Going to the Desert
“…My soul leads me into the desert, into the desert of my own self…The journey leads through hot sand, slowly wading without a visible goal to hope for…”
Carl Jung (The Red Book)
“He led me back and forth among them, and I saw a great many bones on the floor of the valley, bones that were very dry…”
Ezekiel 37:2
“Then Jesus was led by the spirit into the desert to be tempted by the devil.”
Matthew 4:1
Back in the mid-nineties, I was part of a circle of women who studied with a Native American teacher. We met several times in desert compounds. Being from the mountains of North Carolina, I had never been in a desert, except to pass through on my way to California. I was fully ignorant, thinking all deserts were the same; they are not. One thing, however, that they have in common is silence. There is quietness in the desert that one does not find anywhere else---the wind is just about the only sound except at night, when the coyotes sing to one another. If you want to spend time in solitude thinking about your life, the desert is a good place to do it.
Being called into the desert by spirit, or soul, is a daunting experience.

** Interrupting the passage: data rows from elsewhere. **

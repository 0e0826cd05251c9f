//! Task-aware synchronization primitives.
//!
//! Contention suspends the waiting *task*, never the worker thread running
//! it. [`Future`] here is a one-shot value set through a [`Promise`], not the
//! std trait. Every primitive is built from a [`WaitList`] or a
//! [`WakeSlot`](crate::wait::WakeSlot) and [`wait::sleep`](crate::wait::sleep).

mod condvar;
pub use condvar::{CondVar, CvStatus};

mod event;
pub use event::{Event, EventSender, SingleConsumerEvent};

mod future;
pub use future::{Future, FutureError, FutureStatus, Promise};

mod mutex;
pub use mutex::{Mutex, MutexGuard};

mod semaphore;
pub use semaphore::{Semaphore, SemaphoreError, SemaphorePermit};

mod wait_any;
pub use wait_any::{Waitable, wait_all, wait_all_until, wait_any, wait_any_until};

use crate::wait::{EarlyWakeup, WaitList, WaitStrategy, Waiter};

/// Parks the task on `list` unless `ready` holds. `ready` is evaluated under
/// the list lock, so a notifier that makes it true and then wakes the list
/// can't slip in between the check and the registration.
pub(crate) struct ConditionStrategy<'a, F: Fn() -> bool> {
    list: &'a WaitList,
    ready: F,
    waiter: Option<Waiter>,
}

impl<'a, F: Fn() -> bool> ConditionStrategy<'a, F> {
    pub(crate) fn new(list: &'a WaitList, ready: F) -> Self {
        Self {
            list,
            ready,
            waiter: None,
        }
    }
}

impl<F: Fn() -> bool> WaitStrategy for ConditionStrategy<'_, F> {
    fn setup_wakeups(&mut self, waiter: &Waiter) -> EarlyWakeup {
        let mut waiters = self.list.lock();
        if (self.ready)() {
            return EarlyWakeup(true);
        }

        waiters.push(waiter.clone());
        self.waiter = Some(waiter.clone());
        EarlyWakeup(false)
    }

    fn disable_wakeups(&mut self) {
        if let Some(waiter) = self.waiter.take() {
            self.list.lock().remove(&waiter);
        }
    }
}
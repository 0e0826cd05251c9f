use crate::sync::ConditionStrategy;
use crate::task::{CancellationReason, WakeupSource, current};
use crate::time::Deadline;
use crate::wait::{self, WaitList};
use parking_lot::Mutex;
use std::fmt;
use std::mem;
use std::sync::Arc;
use std::sync::atomic::{AtomicBool, Ordering};

#[derive(thiserror::Error, Debug, Clone, PartialEq, Eq)]
pub enum FutureError {
    #[error("future already retrieved from this promise")]
    AlreadyRetrieved,

    #[error("promise already satisfied")]
    AlreadySatisfied,

    /// The promise was dropped without a value.
    #[error("broken promise")]
    BrokenPromise,

    #[error("wait interrupted, waiting task cancelled: {0}")]
    WaitInterrupted(CancellationReason),
}

/// Outcome of [`Future::wait`] and [`Future::wait_until`].
#[derive(Debug, Clone, Copy, PartialEq, Eq)]
pub enum FutureStatus {
    /// A value was set or the promise is broken, [`Future::get`] won't
    /// suspend.
    Ready,
    Timeout,
    Cancelled,
}

enum Slot<T> {
    Empty,
    Value(T),
    Broken,
    Taken,
}

struct State<T> {
    slot: Mutex<Slot<T>>,

    /// Mirrors `slot` leaving `Empty`, readable without the slot lock.
    ready: AtomicBool,
    retrieved: AtomicBool,
    waiters: WaitList,
}

impl<T> State<T> {
    fn is_ready(&self) -> bool {
        self.ready.load(Ordering::Acquire)
    }

    fn complete(&self, slot: Slot<T>) -> Result<(), FutureError> {
        // Taken first, readiness is checked under this lock by the waiters.
        let waiters = self.waiters.lock();

        let mut current = self.slot.lock();
        if !matches!(*current, Slot::Empty) {
            return Err(FutureError::AlreadySatisfied);
        }
        *current = slot;
        drop(current);

        self.ready.store(true, Ordering::Release);
        waiters.wakeup_all();
        Ok(())
    }
}

/// Writing side of a one-shot value, see [`Future`].
///
/// May be completed from any thread. Dropping an unsatisfied promise breaks
/// it and wakes the waiting task.
///
/// ```no_run
/// use weft::sync::Promise;
///
/// # async fn doc() -> Result<(), weft::sync::FutureError> {
/// let mut promise = Promise::new();
/// let future = promise.get_future()?;
///
/// std::thread::spawn(move || promise.set_value(42));
/// assert_eq!(future.get().await?, 42);
/// # Ok(())
/// # }
/// ```
pub struct Promise<T> {
    state: Arc<State<T>>,
}

impl<T> Promise<T> {
    pub fn new() -> Self {
        Self {
            state: Arc::new(State {
                slot: Mutex::new(Slot::Empty),
                ready: AtomicBool::new(false),
                retrieved: AtomicBool::new(false),
                waiters: WaitList::new(),
            }),
        }
    }

    /// Returns the reading side. Only one future exists per promise.
    pub fn get_future(&mut self) -> Result<Future<T>, FutureError> {
        if self.state.retrieved.swap(true, Ordering::AcqRel) {
            return Err(FutureError::AlreadyRetrieved);
        }

        Ok(Future {
            state: Arc::clone(&self.state),
        })
    }

    /// Stores `value` and wakes the waiting task. Fails if the promise was
    /// already satisfied, `value` is dropped in that case.
    pub fn set_value(&self, value: T) -> Result<(), FutureError> {
        self.state.complete(Slot::Value(value))
    }

    pub fn is_satisfied(&self) -> bool {
        self.state.is_ready()
    }
}

impl<T> Default for Promise<T> {
    fn default() -> Self {
        Self::new()
    }
}

impl<T> Drop for Promise<T> {
    fn drop(&mut self) {
        if !self.state.is_ready() {
            let _ = self.state.complete(Slot::Broken);
        }
    }
}

impl<T> fmt::Debug for Promise<T> {
    fn fmt(&self, f: &mut fmt::Formatter<'_>) -> fmt::Result {
        f.debug_struct("Promise")
            .field("satisfied", &self.is_satisfied())
            .finish()
    }
}

/// Reading side of a one-shot value set through a [`Promise`].
///
/// Waiting suspends the current task. Several futures, and task handles,
/// can be waited on at once with [`wait_any`](crate::sync::wait_any).
#[must_use = "a future does nothing unless waited on"]
pub struct Future<T> {
    state: Arc<State<T>>,
}

impl<T> Future<T> {
    pub fn is_ready(&self) -> bool {
        self.state.is_ready()
    }

    pub async fn wait(&self) -> FutureStatus {
        self.wait_until(Deadline::unreachable()).await
    }

    pub async fn wait_until(&self, deadline: Deadline) -> FutureStatus {
        loop {
            if self.is_ready() {
                return FutureStatus::Ready;
            }

            let mut strategy = ConditionStrategy::new(&self.state.waiters, || self.is_ready());
            match wait::sleep(&mut strategy, deadline).await {
                WakeupSource::WaitList | WakeupSource::Waker | WakeupSource::None => {}
                WakeupSource::Deadline => {
                    return if self.is_ready() {
                        FutureStatus::Ready
                    } else {
                        FutureStatus::Timeout
                    };
                }
                WakeupSource::CancelRequest => return FutureStatus::Cancelled,
            }
        }
    }

    /// Waits for the value and takes it.
    ///
    /// Returns [`FutureError::BrokenPromise`] if the promise was dropped
    /// unsatisfied and [`FutureError::WaitInterrupted`] if the current task
    /// is cancelled first.
    pub async fn get(self) -> Result<T, FutureError> {
        match self.wait().await {
            FutureStatus::Ready => {}
            FutureStatus::Cancelled => {
                return Err(FutureError::WaitInterrupted(current::cancellation_reason()));
            }
            FutureStatus::Timeout => unreachable!("wait without a deadline timed out"),
        }

        match mem::replace(&mut *self.state.slot.lock(), Slot::Taken) {
            Slot::Value(value) => Ok(value),
            Slot::Broken => Err(FutureError::BrokenPromise),
            Slot::Empty | Slot::Taken => unreachable!("ready future without a value"),
        }
    }

    pub(crate) fn waiters(&self) -> &WaitList {
        &self.state.waiters
    }
}

impl<T> fmt::Debug for Future<T> {
    fn fmt(&self, f: &mut fmt::Formatter<'_>) -> fmt::Result {
        f.debug_struct("Future")
            .field("ready", &self.is_ready())
            .finish()
    }
}
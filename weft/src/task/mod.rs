//! Tasks: spawning, handles, cancellation and the accessors for the current
//! task.

mod cancel;
pub use cancel::{CancellationBlocker, CancellationReason, TaskCancellationToken};

pub mod current;

mod error;
pub use error::TaskError;

mod handle;
pub(crate) use handle::{Output, TaskFuture};
pub use handle::TaskHandle;

mod harness;

mod id;
pub use id::Id;

mod shared;
pub use shared::SharedTaskHandle;

mod spawn;
pub use spawn::{spawn, spawn_critical};

pub(crate) mod state;
pub use state::{TaskState, WakeupSource};

#[allow(clippy::module_inception)]
mod task;
pub(crate) use task::{Notified, Task};

mod waker;
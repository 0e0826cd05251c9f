//! Entry point macros for weft task processors.

#![warn(missing_docs, rust_2018_idioms, unreachable_pub)]

mod entry;
use entry::Flavor;

/// Runs the async function as the root task of a new task processor and
/// blocks the main thread until it finishes.
///
/// Only the pool size and the name can be set here. Admission control, stack
/// size and the other knobs need `weft::runtime::Builder`.
///
/// The root task is spawned as a critical task: it is exempt from admission
/// control and it runs on one of the worker threads, so the function body
/// must be `Send + 'static`.
///
/// # Options
///
/// - `worker_threads = N`: size of the worker pool, defaults to the number
///   of cpus on the system.
/// - `name = "..."`: task processor name, used as prefix for thread names.
///
/// # Function arguments
///
/// Function arguments are NOT allowed.
///
/// # Usage
///
/// ```ignore
/// #[weft::main(worker_threads = 4, name = "app")]
/// async fn main() {
///     println!("Hello world");
/// }
/// ```
///
/// Equivalent code not using `#[weft::main]`
///
/// ```ignore
/// fn main() {
///     weft::runtime::Builder::new()
///         .worker_threads(4)
///         .name("app")
///         .try_build()
///         .unwrap()
///         .block_on(async {
///             println!("Hello world");
///         })
///         .unwrap()
/// }
/// ```
#[proc_macro_attribute]
pub fn main(
    args: proc_macro::TokenStream,
    item: proc_macro::TokenStream,
) -> proc_macro::TokenStream {
    entry::expand(args.into(), item.into(), Flavor::Main).into()
}

/// Runs an async test as the root task of its own task processor.
///
/// Each test gets a separate processor which is shut down when the test
/// returns. Unless `worker_threads` is given, the processor has 2 workers.
///
/// ```ignore
/// #[weft::test(worker_threads = 4)]
/// async fn my_test() {
///     let handle = weft::spawn(async { 1 + 1 });
///     assert_eq!(handle.get().await.unwrap(), 2);
/// }
/// ```
///
/// Equivalent code not using `#[weft::test]`
///
/// ```ignore
/// #[test]
/// fn my_test() {
///     weft::runtime::Builder::new()
///         .worker_threads(4)
///         .try_build()
///         .unwrap()
///         .block_on(async {
///             let handle = weft::spawn(async { 1 + 1 });
///             assert_eq!(handle.get().await.unwrap(), 2);
///         })
///         .unwrap()
/// }
/// ```
#[proc_macro_attribute]
pub fn test(
    args: proc_macro::TokenStream,
    item: proc_macro::TokenStream,
) -> proc_macro::TokenStream {
    entry::expand(args.into(), item.into(), Flavor::Test).into()
}
//! Cooperative M:N task scheduling.
//!
//! A [`TaskProcessor`](runtime::TaskProcessor) runs many lightweight tasks
//! on a fixed pool of worker threads. Tasks are suspended and resumed through
//! a single sleep word, which guarantees that a task is rescheduled exactly
//! once no matter how many wake sources race: a wait list, a deadline, a
//! `std` waker or a cancellation request.
//!
//! ```no_run
//! #[weft::main(worker_threads = 4)]
//! async fn main() {
//!     let handle = weft::spawn(async { 40 + 2 });
//!     assert_eq!(handle.get().await, Ok(42));
//! }
//! ```

#[doc(inline)]
pub use weft_macros::main;

#[doc(inline)]
pub use weft_macros::test;

mod context;

pub mod runtime;

pub mod sync;

pub mod task;
pub use task::{spawn, spawn_critical};

pub mod time;

pub mod wait;

mod utils;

The deserts of our lives are usually places we would not visit by choice, because there life is stripped down to its most elemental form. We would go only because we had no choice. Deserts like fear, depression, anxiety, loss, grief, feel like valleys of dry bones. I’m sure many of the people who have survived the tornadoes and floods of the past month are having their desert experience. It is difficult when you’re there to see past it; difficult to discern a visible goal to hope for.
It is well to remember that it is spirit who calls us into the deserts of life. Wandering in the desert, it’s hard to have an inflated ego. All the Ph.D’s in the world don’t do you much good. You may have been a CEO in the green world, but the desert doesn’t care. Slowly but surely, you drop the veils of illusion that blind you to reality, and get acquainted with the self who lives inside your skin, and the Self who knows the way out of the desert. When you come out, you are a different person, more solid and grounded, more self-assured.
I was once in the desert when it rained. In the course of an hour, everything that once was dry as a bone became green and bloomed. The desert is a fertile, opportunistic place. It’s ready to seize any opening to burst forth in an amazingly fruitful way. The biggest, juiciest peaches I’ve ever eaten were grown in the desert, and that’s saying something for one who lives in peach country.